» INPUT DATA
%%

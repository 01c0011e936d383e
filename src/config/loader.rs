use std::path::Path;
use thiserror::Error;
use tokio::fs;

use crate::config::models::{ServerConfig, UpstreamProtocol};

#[derive(Error, Debug)]
pub enum ConfigError {
    #[error("Failed to read config file: {0}")]
    IoError(#[from] std::io::Error),

    #[error("Failed to parse YAML config: {0}")]
    ParseError(#[from] serde_yaml::Error),

    #[error("Invalid value for environment variable {name}: {message}")]
    InvalidEnv { name: &'static str, message: String },
}

pub type ConfigResult<T> = std::result::Result<T, ConfigError>;

pub async fn load_config<P: AsRef<Path>>(path: P) -> ConfigResult<ServerConfig> {
    let config_content = fs::read_to_string(path).await?;
    parse_config(&config_content)
}

pub fn parse_config(content: &str) -> ConfigResult<ServerConfig> {
    // serde_yaml rejects a completely empty document
    if content.trim().is_empty() {
        return Ok(ServerConfig::default());
    }
    let config: ServerConfig = serde_yaml::from_str(content)?;
    Ok(config)
}

/// Loads the file when it exists, falls back to defaults otherwise, then
/// applies environment overrides.
pub async fn load_with_env<P: AsRef<Path>>(path: P) -> ConfigResult<ServerConfig> {
    let path = path.as_ref();
    let mut config = if fs::try_exists(path).await.unwrap_or(false) {
        load_config(path).await?
    } else {
        tracing::warn!(
            path = %path.display(),
            "Config file not found, using defaults and environment"
        );
        ServerConfig::default()
    };
    apply_env_overrides(&mut config, |name| std::env::var(name).ok())?;
    Ok(config)
}

/// Applies `PROXY_HOSTNAME`-style overrides. `lookup` returns the raw value of
/// a variable, if set.
pub fn apply_env_overrides<F>(config: &mut ServerConfig, lookup: F) -> ConfigResult<()>
where
    F: Fn(&str) -> Option<String>,
{
    if let Some(addr) = lookup("LISTEN_ADDR") {
        config.listen_addr = addr;
    }
    if let Some(hostname) = lookup("PROXY_HOSTNAME") {
        config.upstream.hostname = hostname.trim().to_string();
    }
    if let Some(protocol) = lookup("PROXY_PROTOCOL") {
        config.upstream.protocol = protocol
            .parse::<UpstreamProtocol>()
            .map_err(|message| ConfigError::InvalidEnv {
                name: "PROXY_PROTOCOL",
                message,
            })?;
    }

    let admission = &mut config.admission;
    for (name, slot) in [
        ("PATHNAME_REGEX", &mut admission.path_pattern),
        ("UA_WHITELIST_REGEX", &mut admission.user_agent_allow),
        ("UA_BLACKLIST_REGEX", &mut admission.user_agent_deny),
        ("IP_WHITELIST_REGEX", &mut admission.ip_allow),
        ("IP_BLACKLIST_REGEX", &mut admission.ip_deny),
        ("REGION_WHITELIST_REGEX", &mut admission.region_allow),
        ("REGION_BLACKLIST_REGEX", &mut admission.region_deny),
    ] {
        if let Some(value) = lookup(name) {
            *slot = non_empty(value);
        }
    }

    if let Some(url) = lookup("URL302") {
        config.rejection.redirect_url = non_empty(url);
    }
    if let Some(keep_path) = lookup("KEEP_PATH") {
        config.rejection.keep_path = parse_flag(&keep_path);
    }
    if let Some(debug) = lookup("DEBUG") {
        config.debug = parse_flag(&debug);
    }
    Ok(())
}

fn non_empty(value: String) -> Option<String> {
    if value.is_empty() { None } else { Some(value) }
}

fn parse_flag(value: &str) -> bool {
    matches!(
        value.trim().to_ascii_lowercase().as_str(),
        "1" | "true" | "yes" | "on"
    )
}
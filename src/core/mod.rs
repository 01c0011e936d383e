pub mod admission;
pub mod proxy;
pub mod rejection;
pub mod rewrite;
pub mod router;

pub use admission::{Admission, ClientInfo, RejectReason};
pub use proxy::{MirrorTarget, ProxyError, ProxyService};
pub use rejection::DecoyPage;
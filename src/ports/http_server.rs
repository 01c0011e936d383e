use anyhow::Result;
use axum::body::Body as AxumBody;
use hyper::{Request, Response};
use std::future::Future;
use std::pin::Pin;
use thiserror::Error;

use crate::core::ProxyError;
use crate::ports::http_client::HttpClientError;

/// Failures that end a request with a generic 500
#[derive(Error, Debug)]
#[non_exhaustive]
pub enum HandlerError {
    #[error("Proxy error: {0}")]
    Proxy(#[from] ProxyError),

    #[error("Upstream error: {0}")]
    Upstream(#[from] HttpClientError),
}

/// Type alias for HTTP server run futures
pub type ServerRunFuture<'a> = Pin<Box<dyn Future<Output = Result<()>> + Send + 'a>>;

/// Type alias for HTTP handler response futures
pub type HandlerResponseFuture<'a> =
    Pin<Box<dyn Future<Output = Result<Response<AxumBody>, HandlerError>> + Send + 'a>>;

/// HttpServer defines the port (interface) for accepting client traffic
pub trait HttpServer: Send + Sync + 'static {
    /// Run the HTTP server
    ///
    /// # Returns
    /// A future that resolves when the server shuts down or encounters an error
    fn run<'a>(&'a self) -> ServerRunFuture<'a>;
}

/// HttpHandler defines the port for handling one client request
pub trait HttpHandler: Send + Sync + 'static {
    fn handle_request<'a>(&'a self, req: Request<AxumBody>) -> HandlerResponseFuture<'a>;
}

%%

Quote, with nothing altered, all lines from the start of the entries to the line that carries "completely empty document", inclusive.

» REPLY TO THE TASK
repository 01c0011e936d383e
filename src/config/loader.rs
use std::path::Path;
use thiserror::Error;
use tokio::fs;

use crate::config::models::{ServerConfig, UpstreamProtocol};

#[derive(Error, Debug)]
pub enum ConfigError {
    #[error("Failed to read config file: {0}")]
    IoError(#[from] std::io::Error),

    #[error("Failed to parse YAML config: {0}")]
    ParseError(#[from] serde_yaml::Error),

    #[error("Invalid value for environment variable {name}: {message}")]
    InvalidEnv { name: &'static str, message: String },
}

pub type ConfigResult<T> = std::result::Result<T, ConfigError>;

pub async fn load_config<P: AsRef<Path>>(path: P) -> ConfigResult<ServerConfig> {
    let config_content = fs::read_to_string(path).await?;
    parse_config(&config_content)
}

pub fn parse_config(content: &str) -> ConfigResult<ServerConfig> {
    // serde_yaml rejects a completely empty document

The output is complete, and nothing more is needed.